Seleccioné mi playlist de 2012, que abría con This Year de The Mountain Goats, una narración desafiante de la resistencia en tiempos difíciles y un simple estribillo que resonaba: “I’m gonna make it through this year, if it kills me”.
Con los ojos cerrados, ya empezaba a emocionarme.
Aquellas eran noches de fiestas en casa, tertulias en el pub y esas conversaciones que decían: “Oye, ¿has oído esto?”. Canciones recomendadas por amigos. Canciones compartidas por amigos.
Me acomodé en esa playlist, giré la rueda para subir el volumen hasta niveles probablemente peligrosos para mis oídos, sin avisos en la pantalla ni micromanagement de la experiencia.


Un recordatorio oportuno para simplificar
Sumergirme en ese viejo iPod nano me recordó por qué amo la música. Me transportó a aquellos momentos en que escuchar un álbum podía ser la única actividad de esa pausa.

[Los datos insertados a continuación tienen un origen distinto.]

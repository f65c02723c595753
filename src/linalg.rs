//! Fixed-size dense linear algebra for metric computations
//!
//! Vectors, matrices and rank-3 tensors of dimension at most [`MAX_DIM`] are stored in fixed-size
//! arrays together with their active dimension, so no heap allocation happens per grid node.

use crate::types::{GridError, RealScalar, Result};
use std::ops::{Index, IndexMut};

/// Largest supported dimension
pub const MAX_DIM: usize = 3;

/// Default absolute tolerance on the determinant used by [`SmallMatrix::inverse`]
pub const SINGULAR_TOLERANCE: f64 = 1e-13;

/// Dot product of two vectors of equal length
pub fn dot<T: RealScalar>(a: &[T], b: &[T]) -> T {
    debug_assert_eq!(a.len(), b.len());
    a.iter()
        .zip(b.iter())
        .fold(T::zero(), |acc, (x, y)| acc + *x * *y)
}

/// Copy a slice into a zero-padded fixed-size array
pub(crate) fn padded<T: RealScalar>(values: &[T]) -> [T; MAX_DIM] {
    let mut out = [T::zero(); MAX_DIM];
    out[..values.len()].copy_from_slice(values);
    out
}

/// A square matrix of dimension 1, 2 or 3
#[derive(Debug, Clone, Copy, PartialEq)]
pub struct SmallMatrix<T: RealScalar> {
    dim: usize,
    data: [[T; MAX_DIM]; MAX_DIM],
}

impl<T: RealScalar> SmallMatrix<T> {
    /// Create a zero matrix
    pub fn zeros(dim: usize) -> Self {
        assert!(
            (1..=MAX_DIM).contains(&dim),
            "SmallMatrix dimension must be between 1 and {MAX_DIM}"
        );
        Self {
            dim,
            data: [[T::zero(); MAX_DIM]; MAX_DIM],
        }
    }

    /// Create an identity matrix
    pub fn identity(dim: usize) -> Self {
        let mut m = Self::zeros(dim);
        for i in 0..dim {
            m.data[i][i] = T::one();
        }
        m
    }

    /// Create a matrix from its rows
    pub fn from_rows(rows: &[&[T]]) -> Result<Self> {
        let dim = rows.len();
        if !(1..=MAX_DIM).contains(&dim) {
            return Err(GridError::InvalidDimension(dim));
        }
        let mut m = Self::zeros(dim);
        for (i, row) in rows.iter().enumerate() {
            if row.len() != dim {
                return Err(GridError::LengthMismatch {
                    expected: dim,
                    found: row.len(),
                });
            }
            m.data[i][..dim].copy_from_slice(row);
        }
        Ok(m)
    }

    /// The dimension of the matrix
    pub fn dim(&self) -> usize {
        self.dim
    }

    /// Set an entry and its transpose
    pub fn set_symmetric(&mut self, i: usize, j: usize, value: T) {
        self[[i, j]] = value;
        self[[j, i]] = value;
    }

    /// A row of the matrix
    pub fn row(&self, i: usize) -> &[T] {
        assert!(i < self.dim);
        &self.data[i][..self.dim]
    }

    /// Copy the entries into nested vectors, row by row
    pub fn to_rows(&self) -> Vec<Vec<T>> {
        (0..self.dim).map(|i| self.row(i).to_vec()).collect()
    }

    /// Matrix product `self * other`
    pub fn mul(&self, other: &Self) -> Self {
        assert_eq!(self.dim, other.dim);
        let mut out = Self::zeros(self.dim);
        for i in 0..self.dim {
            for j in 0..self.dim {
                out.data[i][j] = (0..self.dim)
                    .fold(T::zero(), |acc, l| acc + self.data[i][l] * other.data[l][j]);
            }
        }
        out
    }

    /// Largest absolute difference from the transpose
    pub fn asymmetry(&self) -> T {
        let mut max = T::zero();
        for i in 0..self.dim {
            for j in i + 1..self.dim {
                max = max.max((self.data[i][j] - self.data[j][i]).abs());
            }
        }
        max
    }

    /// The determinant
    pub fn det(&self) -> T {
        let a = &self.data;
        match self.dim {
            1 => a[0][0],
            2 => a[0][0] * a[1][1] - a[0][1] * a[1][0],
            3 => {
                a[0][0] * (a[1][1] * a[2][2] - a[1][2] * a[2][1])
                    - a[0][1] * (a[1][0] * a[2][2] - a[1][2] * a[2][0])
                    + a[0][2] * (a[1][0] * a[2][1] - a[1][1] * a[2][0])
            }
            _ => unreachable!(),
        }
    }

    /// Compute the inverse and the determinant
    ///
    /// Returns [`GridError::SingularMatrix`] if `|det| < tolerance` or the determinant is not finite.
    pub fn inverse(&self, tolerance: T) -> Result<(Self, T)> {
        let det = self.det();
        if !det.is_finite() || det.abs() < tolerance {
            return Err(GridError::SingularMatrix {
                det: det.to_f64().unwrap_or(f64::NAN),
            });
        }
        let a = &self.data;
        let mut inv = Self::zeros(self.dim);
        match self.dim {
            1 => {
                inv.data[0][0] = T::one() / det;
            }
            2 => {
                inv.data[0][0] = a[1][1] / det;
                inv.data[0][1] = -a[0][1] / det;
                inv.data[1][0] = -a[1][0] / det;
                inv.data[1][1] = a[0][0] / det;
            }
            3 => {
                inv.data[0][0] = (a[1][1] * a[2][2] - a[1][2] * a[2][1]) / det;
                inv.data[0][1] = (a[0][2] * a[2][1] - a[0][1] * a[2][2]) / det;
                inv.data[0][2] = (a[0][1] * a[1][2] - a[0][2] * a[1][1]) / det;
                inv.data[1][0] = (a[1][2] * a[2][0] - a[1][0] * a[2][2]) / det;
                inv.data[1][1] = (a[0][0] * a[2][2] - a[0][2] * a[2][0]) / det;
                inv.data[1][2] = (a[0][2] * a[1][0] - a[0][0] * a[1][2]) / det;
                inv.data[2][0] = (a[1][0] * a[2][1] - a[1][1] * a[2][0]) / det;
                inv.data[2][1] = (a[0][1] * a[2][0] - a[0][0] * a[2][1]) / det;
                inv.data[2][2] = (a[0][0] * a[1][1] - a[0][1] * a[1][0]) / det;
            }
            _ => unreachable!(),
        }
        Ok((inv, det))
    }
}

impl<T: RealScalar> Index<[usize; 2]> for SmallMatrix<T> {
    type Output = T;

    fn index(&self, [i, j]: [usize; 2]) -> &T {
        assert!(i < self.dim && j < self.dim, "SmallMatrix index out of range");
        &self.data[i][j]
    }
}

impl<T: RealScalar> IndexMut<[usize; 2]> for SmallMatrix<T> {
    fn index_mut(&mut self, [i, j]: [usize; 2]) -> &mut T {
        assert!(i < self.dim && j < self.dim, "SmallMatrix index out of range");
        &mut self.data[i][j]
    }
}

/// A rank-3 tensor `t[k][i][j]` of dimension 1, 2 or 3
#[derive(Debug, Clone, Copy, PartialEq)]
pub struct SmallTensor3<T: RealScalar> {
    dim: usize,
    data: [[[T; MAX_DIM]; MAX_DIM]; MAX_DIM],
}

impl<T: RealScalar> SmallTensor3<T> {
    /// Create a zero tensor
    pub fn zeros(dim: usize) -> Self {
        assert!(
            (1..=MAX_DIM).contains(&dim),
            "SmallTensor3 dimension must be between 1 and {MAX_DIM}"
        );
        Self {
            dim,
            data: [[[T::zero(); MAX_DIM]; MAX_DIM]; MAX_DIM],
        }
    }

    /// The dimension of the tensor
    pub fn dim(&self) -> usize {
        self.dim
    }

    /// Set `t[k][i][j]` and `t[k][j][i]`
    pub fn set_symmetric(&mut self, k: usize, i: usize, j: usize, value: T) {
        self[[k, i, j]] = value;
        self[[k, j, i]] = value;
    }

    /// Copy the entries into nested vectors indexed `[k][i][j]`
    pub fn to_nested(&self) -> Vec<Vec<Vec<T>>> {
        (0..self.dim)
            .map(|k| {
                (0..self.dim)
                    .map(|i| self.data[k][i][..self.dim].to_vec())
                    .collect()
            })
            .collect()
    }
}

impl<T: RealScalar> Index<[usize; 3]> for SmallTensor3<T> {
    type Output = T;

    fn index(&self, [k, i, j]: [usize; 3]) -> &T {
        assert!(
            k < self.dim && i < self.dim && j < self.dim,
            "SmallTensor3 index out of range"
        );
        &self.data[k][i][j]
    }
}

impl<T: RealScalar> IndexMut<[usize; 3]> for SmallTensor3<T> {
    fn index_mut(&mut self, [k, i, j]: [usize; 3]) -> &mut T {
        assert!(
            k < self.dim && i < self.dim && j < self.dim,
            "SmallTensor3 index out of range"
        );
        &mut self.data[k][i][j]
    }
}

Hoy, la música es mucho más probable que acompañe a múltiples actividades que tengo en curso, interrumpida por notificaciones y aplicaciones sociales en mi teléfono.
Para mí, la transmisión de Spotify había convertido la música en comida rápida. El iPod Nano era como una comida sentada.
Y aunque la batería de mi Nano está prácticamente muerta —necesita energía constante para funcionar— me ha llamado de vuelta a disfrutar la música de una forma más profunda. Esa comida rápida se había secado, y yo empezaba a saborear de nuevo los sabores más intensos.